*Instructions for the task:* Only the number is needed: count the lines below that hold the string "Debug".

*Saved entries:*
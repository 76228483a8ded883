use std::time::Duration;

/// Length of the gauge counter animation.
pub const GOAL_RAMP_DURATION_MS: u64 = 1_500;
/// Frame rate the gauge counter is stepped at.
pub const GOAL_RAMP_FPS: u64 = 60;

//
// ─── WEEKLY GOAL ───────────────────────────────────────────────────────────────
//

/// Minutes studied this week against a target.
#[derive(Debug, Clone, Copy, PartialEq, Eq)]
pub struct WeeklyGoal {
    goal_minutes: u32,
    achieved_minutes: u32,
}

impl WeeklyGoal {
    #[must_use]
    pub const fn new(goal_minutes: u32, achieved_minutes: u32) -> Self {
        Self {
            goal_minutes,
            achieved_minutes,
        }
    }

    #[must_use]
    pub const fn goal_minutes(&self) -> u32 {
        self.goal_minutes
    }

    #[must_use]
    pub const fn achieved_minutes(&self) -> u32 {
        self.achieved_minutes
    }

    /// Rounded completion percentage, clamped to `0..=100`.
    ///
    /// A zero goal reports 0.
    #[must_use]
    #[allow(clippy::cast_possible_truncation, clippy::cast_sign_loss)]
    pub fn percentage(&self) -> u8 {
        if self.goal_minutes == 0 {
            return 0;
        }
        let ratio = f64::from(self.achieved_minutes) / f64::from(self.goal_minutes);
        (ratio * 100.0).round().clamp(0.0, 100.0) as u8
    }

    /// Fraction of the gauge arc to fill, in `0.0..=1.0`.
    #[must_use]
    pub fn fill_ratio(&self) -> f64 {
        if self.goal_minutes == 0 {
            return 0.0;
        }
        (f64::from(self.achieved_minutes) / f64::from(self.goal_minutes)).clamp(0.0, 1.0)
    }

    /// The trophy badge is shown once the learner is past 80%.
    #[must_use]
    pub fn trophy_earned(&self) -> bool {
        self.percentage() > 80
    }
}

//
// ─── RAMP ──────────────────────────────────────────────────────────────────────
//

/// Frame-by-frame counter that climbs from 0 to a target percentage.
///
/// Each call to `next` advances one frame. While the running value is below
/// the target the rounded-up value is yielded; the final frame yields the
/// target exactly, after which the iterator is exhausted.
#[derive(Debug, Clone)]
pub struct GoalRamp {
    target: u8,
    increment: f64,
    current: f64,
    finished: bool,
}

impl GoalRamp {
    #[must_use]
    pub fn new(target: u8) -> Self {
        let frame_ms = 1_000.0 / GOAL_RAMP_FPS as f64;
        let steps = GOAL_RAMP_DURATION_MS as f64 / frame_ms;
        Self {
            target,
            increment: f64::from(target) / steps,
            current: 0.0,
            finished: false,
        }
    }

    #[must_use]
    pub fn target(&self) -> u8 {
        self.target
    }

    /// Wall-clock delay between two frames.
    #[must_use]
    pub fn frame_interval() -> Duration {
        Duration::from_millis(1_000 / GOAL_RAMP_FPS)
    }
}

impl Iterator for GoalRamp {
    type Item = u8;

    #[allow(clippy::cast_possible_truncation, clippy::cast_sign_loss)]
    fn next(&mut self) -> Option<u8> {
        if self.finished {
            return None;
        }
        self.current += self.increment;
        if self.current < f64::from(self.target) {
            return Some(self.current.ceil() as u8);
        }
        self.finished = true;
        Some(self.target)
    }
}

//
// ─── TESTS ─────────────────────────────────────────────────────────────────────
//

*Exercise response:* 2